───── DATA TO USE
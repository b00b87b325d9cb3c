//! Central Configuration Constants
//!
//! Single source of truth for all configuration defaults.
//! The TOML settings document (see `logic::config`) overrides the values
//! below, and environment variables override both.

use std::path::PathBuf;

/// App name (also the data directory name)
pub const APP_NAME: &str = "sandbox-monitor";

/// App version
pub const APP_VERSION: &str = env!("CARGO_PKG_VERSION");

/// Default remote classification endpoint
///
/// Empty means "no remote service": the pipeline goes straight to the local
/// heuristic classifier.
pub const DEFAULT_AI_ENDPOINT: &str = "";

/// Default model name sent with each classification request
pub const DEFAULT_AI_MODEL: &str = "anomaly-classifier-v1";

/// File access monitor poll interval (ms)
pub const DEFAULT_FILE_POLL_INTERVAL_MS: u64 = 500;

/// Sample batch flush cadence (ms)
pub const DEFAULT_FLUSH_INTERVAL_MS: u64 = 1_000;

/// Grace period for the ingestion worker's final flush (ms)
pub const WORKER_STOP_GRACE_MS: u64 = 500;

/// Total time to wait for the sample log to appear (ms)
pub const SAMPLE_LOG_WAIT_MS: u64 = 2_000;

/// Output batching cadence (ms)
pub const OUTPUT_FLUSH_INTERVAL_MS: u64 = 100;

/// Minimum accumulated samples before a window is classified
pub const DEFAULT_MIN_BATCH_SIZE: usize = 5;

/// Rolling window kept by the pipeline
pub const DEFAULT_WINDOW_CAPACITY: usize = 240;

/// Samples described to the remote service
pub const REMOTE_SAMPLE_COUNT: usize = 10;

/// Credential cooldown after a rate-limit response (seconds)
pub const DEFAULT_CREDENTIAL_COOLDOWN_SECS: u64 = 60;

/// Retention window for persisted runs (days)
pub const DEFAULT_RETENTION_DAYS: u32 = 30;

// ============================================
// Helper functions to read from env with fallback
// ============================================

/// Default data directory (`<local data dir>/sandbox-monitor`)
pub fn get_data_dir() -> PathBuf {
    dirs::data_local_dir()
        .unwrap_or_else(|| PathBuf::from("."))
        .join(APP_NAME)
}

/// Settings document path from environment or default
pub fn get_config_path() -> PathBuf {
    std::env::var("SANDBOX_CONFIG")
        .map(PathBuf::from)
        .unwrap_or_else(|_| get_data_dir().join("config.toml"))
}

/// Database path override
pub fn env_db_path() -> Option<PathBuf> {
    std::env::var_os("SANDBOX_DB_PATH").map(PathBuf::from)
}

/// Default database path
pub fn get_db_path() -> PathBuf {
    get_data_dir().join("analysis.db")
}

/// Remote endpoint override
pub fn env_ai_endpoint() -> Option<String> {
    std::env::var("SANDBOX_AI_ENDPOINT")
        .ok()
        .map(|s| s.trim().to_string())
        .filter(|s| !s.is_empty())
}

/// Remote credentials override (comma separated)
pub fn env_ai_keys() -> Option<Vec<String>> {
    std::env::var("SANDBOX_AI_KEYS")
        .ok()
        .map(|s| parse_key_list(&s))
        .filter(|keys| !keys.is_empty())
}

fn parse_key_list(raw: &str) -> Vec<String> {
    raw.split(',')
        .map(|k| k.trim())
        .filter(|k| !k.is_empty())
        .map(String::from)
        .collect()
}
──────────
WHAT TO WORK ON: Starting at the line that has "pub fn get_db_path()" in the records above, restate word for word every line until the one that has "fn parse_key_list(raw: &str)", and include that one as well.

RESPONSE TO THE TASK:
pub fn get_db_path() -> PathBuf {
    get_data_dir().join("analysis.db")
}

/// Remote endpoint override
pub fn env_ai_endpoint() -> Option<String> {
    std::env::var("SANDBOX_AI_ENDPOINT")
        .ok()
        .map(|s| s.trim().to_string())
        .filter(|s| !s.is_empty())
}

/// Remote credentials override (comma separated)
pub fn env_ai_keys() -> Option<Vec<String>> {
    std::env::var("SANDBOX_AI_KEYS")
        .ok()
        .map(|s| parse_key_list(&s))
        .filter(|keys| !keys.is_empty())
}

fn parse_key_list(raw: &str) -> Vec<String> {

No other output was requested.